**Required action**.
Among the records below, find the line that has "fn settled_slips_never_change_status(ops in"; from there, give the lines again exactly, and stop after the line that has "let mut round = 1;".

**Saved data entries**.
>>>
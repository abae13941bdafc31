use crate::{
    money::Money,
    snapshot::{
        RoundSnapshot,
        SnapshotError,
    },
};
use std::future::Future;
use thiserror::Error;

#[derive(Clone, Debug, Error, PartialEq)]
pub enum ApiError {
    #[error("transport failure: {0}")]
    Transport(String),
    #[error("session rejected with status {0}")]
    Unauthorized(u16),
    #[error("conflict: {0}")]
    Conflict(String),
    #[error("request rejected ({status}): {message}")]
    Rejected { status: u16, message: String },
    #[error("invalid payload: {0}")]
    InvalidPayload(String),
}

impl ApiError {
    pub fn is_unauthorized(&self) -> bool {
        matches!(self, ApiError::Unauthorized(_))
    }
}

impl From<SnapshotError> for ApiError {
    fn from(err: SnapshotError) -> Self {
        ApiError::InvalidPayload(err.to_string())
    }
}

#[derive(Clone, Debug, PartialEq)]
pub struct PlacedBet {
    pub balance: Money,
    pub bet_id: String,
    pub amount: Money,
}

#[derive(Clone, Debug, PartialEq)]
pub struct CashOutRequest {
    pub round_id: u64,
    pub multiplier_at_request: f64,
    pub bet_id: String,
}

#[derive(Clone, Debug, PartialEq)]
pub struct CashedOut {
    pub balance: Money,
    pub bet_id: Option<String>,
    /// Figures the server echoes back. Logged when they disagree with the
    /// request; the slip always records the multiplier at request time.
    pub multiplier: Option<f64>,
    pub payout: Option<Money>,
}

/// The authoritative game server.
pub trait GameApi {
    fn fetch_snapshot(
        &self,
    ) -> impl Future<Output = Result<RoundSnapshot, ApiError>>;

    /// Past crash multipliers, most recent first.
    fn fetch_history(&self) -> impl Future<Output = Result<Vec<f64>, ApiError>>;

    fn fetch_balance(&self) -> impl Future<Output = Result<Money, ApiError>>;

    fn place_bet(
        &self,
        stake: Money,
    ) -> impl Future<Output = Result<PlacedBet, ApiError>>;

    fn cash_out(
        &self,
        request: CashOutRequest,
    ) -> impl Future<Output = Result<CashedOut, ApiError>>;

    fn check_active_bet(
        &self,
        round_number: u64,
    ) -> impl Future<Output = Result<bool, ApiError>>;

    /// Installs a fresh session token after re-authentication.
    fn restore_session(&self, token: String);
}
<<<
>>>
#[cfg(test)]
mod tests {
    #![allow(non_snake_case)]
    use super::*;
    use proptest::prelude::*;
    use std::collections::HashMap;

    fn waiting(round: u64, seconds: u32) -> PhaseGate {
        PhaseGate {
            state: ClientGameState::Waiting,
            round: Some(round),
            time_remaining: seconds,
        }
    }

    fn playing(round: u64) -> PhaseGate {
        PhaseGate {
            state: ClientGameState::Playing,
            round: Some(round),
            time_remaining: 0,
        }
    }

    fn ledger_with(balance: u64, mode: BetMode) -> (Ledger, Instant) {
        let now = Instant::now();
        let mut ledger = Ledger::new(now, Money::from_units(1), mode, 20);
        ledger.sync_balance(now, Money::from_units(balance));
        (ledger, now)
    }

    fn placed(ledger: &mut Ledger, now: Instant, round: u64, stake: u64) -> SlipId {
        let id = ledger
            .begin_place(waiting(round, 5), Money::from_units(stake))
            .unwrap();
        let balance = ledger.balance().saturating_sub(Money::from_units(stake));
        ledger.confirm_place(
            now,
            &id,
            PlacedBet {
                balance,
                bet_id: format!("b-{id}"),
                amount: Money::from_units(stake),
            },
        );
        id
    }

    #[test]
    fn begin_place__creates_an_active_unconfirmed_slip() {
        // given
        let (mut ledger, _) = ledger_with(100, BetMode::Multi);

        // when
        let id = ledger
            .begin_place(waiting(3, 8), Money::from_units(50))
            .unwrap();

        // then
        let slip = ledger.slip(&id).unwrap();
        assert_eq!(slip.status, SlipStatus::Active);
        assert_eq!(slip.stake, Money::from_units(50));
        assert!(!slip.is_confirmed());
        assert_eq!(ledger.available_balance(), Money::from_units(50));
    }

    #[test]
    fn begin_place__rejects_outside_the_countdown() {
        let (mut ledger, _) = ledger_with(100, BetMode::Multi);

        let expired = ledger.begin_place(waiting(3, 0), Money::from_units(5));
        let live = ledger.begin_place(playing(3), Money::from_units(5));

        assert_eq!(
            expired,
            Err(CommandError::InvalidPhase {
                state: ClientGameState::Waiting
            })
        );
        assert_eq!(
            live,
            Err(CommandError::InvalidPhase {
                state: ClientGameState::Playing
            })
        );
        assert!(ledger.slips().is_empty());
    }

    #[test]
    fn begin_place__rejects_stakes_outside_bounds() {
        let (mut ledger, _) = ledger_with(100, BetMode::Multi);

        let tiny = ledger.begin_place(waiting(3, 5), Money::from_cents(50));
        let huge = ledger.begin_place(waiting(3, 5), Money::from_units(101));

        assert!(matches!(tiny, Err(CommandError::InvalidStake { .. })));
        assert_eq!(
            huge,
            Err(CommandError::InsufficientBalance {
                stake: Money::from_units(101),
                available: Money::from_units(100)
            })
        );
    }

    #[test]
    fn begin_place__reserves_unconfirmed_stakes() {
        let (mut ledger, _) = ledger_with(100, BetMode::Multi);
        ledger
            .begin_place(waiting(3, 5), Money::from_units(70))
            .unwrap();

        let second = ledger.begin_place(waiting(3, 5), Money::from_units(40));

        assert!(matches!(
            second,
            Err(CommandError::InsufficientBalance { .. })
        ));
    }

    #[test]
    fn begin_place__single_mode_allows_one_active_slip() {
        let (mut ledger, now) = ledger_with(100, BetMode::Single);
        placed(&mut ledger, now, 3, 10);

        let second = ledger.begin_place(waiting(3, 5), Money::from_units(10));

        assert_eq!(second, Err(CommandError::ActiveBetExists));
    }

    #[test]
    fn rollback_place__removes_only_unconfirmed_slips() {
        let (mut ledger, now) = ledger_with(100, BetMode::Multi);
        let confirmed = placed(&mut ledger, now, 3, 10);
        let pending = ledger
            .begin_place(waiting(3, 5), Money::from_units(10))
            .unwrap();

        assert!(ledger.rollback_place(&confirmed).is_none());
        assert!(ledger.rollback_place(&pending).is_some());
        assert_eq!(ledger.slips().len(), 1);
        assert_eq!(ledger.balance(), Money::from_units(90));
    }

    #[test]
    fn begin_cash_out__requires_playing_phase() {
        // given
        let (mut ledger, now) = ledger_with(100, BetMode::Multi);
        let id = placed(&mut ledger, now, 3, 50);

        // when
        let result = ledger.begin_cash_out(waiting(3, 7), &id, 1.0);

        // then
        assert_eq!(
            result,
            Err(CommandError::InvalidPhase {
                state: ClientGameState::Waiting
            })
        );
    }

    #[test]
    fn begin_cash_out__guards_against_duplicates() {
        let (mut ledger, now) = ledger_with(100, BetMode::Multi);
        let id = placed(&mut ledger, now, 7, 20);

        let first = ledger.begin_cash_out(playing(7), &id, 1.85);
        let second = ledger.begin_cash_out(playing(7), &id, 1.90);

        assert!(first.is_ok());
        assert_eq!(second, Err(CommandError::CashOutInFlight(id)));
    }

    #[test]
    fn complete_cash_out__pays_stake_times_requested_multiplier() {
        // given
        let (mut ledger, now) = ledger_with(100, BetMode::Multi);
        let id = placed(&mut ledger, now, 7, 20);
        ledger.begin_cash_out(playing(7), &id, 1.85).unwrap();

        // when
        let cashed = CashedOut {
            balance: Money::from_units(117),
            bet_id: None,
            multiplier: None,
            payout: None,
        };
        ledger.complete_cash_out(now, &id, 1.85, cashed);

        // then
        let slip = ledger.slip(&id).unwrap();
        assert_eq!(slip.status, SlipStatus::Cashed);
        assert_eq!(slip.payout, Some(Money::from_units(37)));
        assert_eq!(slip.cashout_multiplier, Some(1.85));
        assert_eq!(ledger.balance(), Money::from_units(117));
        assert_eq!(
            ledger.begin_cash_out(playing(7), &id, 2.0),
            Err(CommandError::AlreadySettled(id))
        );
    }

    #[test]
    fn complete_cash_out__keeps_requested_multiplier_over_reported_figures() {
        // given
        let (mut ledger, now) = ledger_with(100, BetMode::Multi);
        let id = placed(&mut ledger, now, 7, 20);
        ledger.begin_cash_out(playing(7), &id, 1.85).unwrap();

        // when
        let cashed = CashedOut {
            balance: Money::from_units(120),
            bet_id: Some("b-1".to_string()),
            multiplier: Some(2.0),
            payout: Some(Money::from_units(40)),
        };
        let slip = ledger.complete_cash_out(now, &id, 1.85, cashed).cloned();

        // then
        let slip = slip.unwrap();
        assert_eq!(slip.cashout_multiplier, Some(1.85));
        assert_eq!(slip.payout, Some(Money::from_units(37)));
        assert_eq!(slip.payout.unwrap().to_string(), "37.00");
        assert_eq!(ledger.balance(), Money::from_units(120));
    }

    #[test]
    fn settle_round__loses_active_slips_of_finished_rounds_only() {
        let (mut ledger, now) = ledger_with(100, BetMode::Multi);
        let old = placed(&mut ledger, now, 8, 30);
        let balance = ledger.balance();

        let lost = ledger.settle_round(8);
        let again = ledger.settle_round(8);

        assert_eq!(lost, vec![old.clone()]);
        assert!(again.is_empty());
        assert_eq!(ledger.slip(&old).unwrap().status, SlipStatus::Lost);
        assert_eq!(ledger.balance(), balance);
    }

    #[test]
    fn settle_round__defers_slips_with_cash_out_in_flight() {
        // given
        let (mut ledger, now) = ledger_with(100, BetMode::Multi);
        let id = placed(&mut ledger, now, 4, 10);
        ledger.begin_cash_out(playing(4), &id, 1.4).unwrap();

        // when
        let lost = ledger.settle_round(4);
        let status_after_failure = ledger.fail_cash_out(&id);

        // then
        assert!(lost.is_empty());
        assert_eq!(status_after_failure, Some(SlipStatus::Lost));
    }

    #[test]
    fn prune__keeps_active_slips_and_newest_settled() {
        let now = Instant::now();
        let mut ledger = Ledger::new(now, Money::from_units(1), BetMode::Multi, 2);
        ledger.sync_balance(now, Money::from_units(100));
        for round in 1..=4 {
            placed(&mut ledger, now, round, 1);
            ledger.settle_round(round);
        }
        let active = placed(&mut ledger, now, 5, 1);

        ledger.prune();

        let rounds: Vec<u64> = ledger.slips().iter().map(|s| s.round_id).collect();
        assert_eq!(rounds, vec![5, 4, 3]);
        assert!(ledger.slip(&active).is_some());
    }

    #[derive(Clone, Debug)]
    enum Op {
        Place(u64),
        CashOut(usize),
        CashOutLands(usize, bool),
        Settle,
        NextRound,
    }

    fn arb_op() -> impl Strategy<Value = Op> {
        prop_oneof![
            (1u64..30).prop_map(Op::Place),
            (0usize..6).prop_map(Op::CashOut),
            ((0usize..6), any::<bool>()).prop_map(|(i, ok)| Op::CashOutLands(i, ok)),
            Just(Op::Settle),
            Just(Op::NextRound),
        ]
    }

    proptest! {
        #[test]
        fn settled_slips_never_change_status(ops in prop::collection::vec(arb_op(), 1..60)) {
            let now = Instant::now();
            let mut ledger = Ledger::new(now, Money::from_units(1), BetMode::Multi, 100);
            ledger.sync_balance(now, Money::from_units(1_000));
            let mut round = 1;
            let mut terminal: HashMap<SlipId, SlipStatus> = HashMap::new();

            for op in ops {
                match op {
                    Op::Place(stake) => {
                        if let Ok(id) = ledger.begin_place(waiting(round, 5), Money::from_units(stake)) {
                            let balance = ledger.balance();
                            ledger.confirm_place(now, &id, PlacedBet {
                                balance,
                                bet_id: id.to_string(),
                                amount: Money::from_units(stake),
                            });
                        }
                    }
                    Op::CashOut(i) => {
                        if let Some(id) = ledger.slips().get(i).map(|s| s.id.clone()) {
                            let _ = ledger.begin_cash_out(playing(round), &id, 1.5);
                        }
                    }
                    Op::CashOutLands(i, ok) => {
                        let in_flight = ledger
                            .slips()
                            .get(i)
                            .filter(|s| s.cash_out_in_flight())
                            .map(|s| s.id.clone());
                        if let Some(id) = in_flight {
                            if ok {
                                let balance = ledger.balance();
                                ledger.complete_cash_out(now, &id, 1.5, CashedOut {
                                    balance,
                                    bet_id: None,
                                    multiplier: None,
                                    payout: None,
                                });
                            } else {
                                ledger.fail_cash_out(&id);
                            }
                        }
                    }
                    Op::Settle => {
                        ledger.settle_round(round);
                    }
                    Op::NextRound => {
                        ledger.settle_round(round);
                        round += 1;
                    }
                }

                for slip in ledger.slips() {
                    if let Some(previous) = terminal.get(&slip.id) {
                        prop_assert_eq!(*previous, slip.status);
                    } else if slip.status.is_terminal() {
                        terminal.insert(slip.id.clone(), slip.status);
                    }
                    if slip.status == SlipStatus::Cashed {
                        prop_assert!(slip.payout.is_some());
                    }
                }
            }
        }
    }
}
<<<
**Answer box**.
        fn settled_slips_never_change_status(ops in prop::collection::vec(arb_op(), 1..60)) {
            let now = Instant::now();
            let mut ledger = Ledger::new(now, Money::from_units(1), BetMode::Multi, 100);
            ledger.sync_balance(now, Money::from_units(1_000));
            let mut round = 1;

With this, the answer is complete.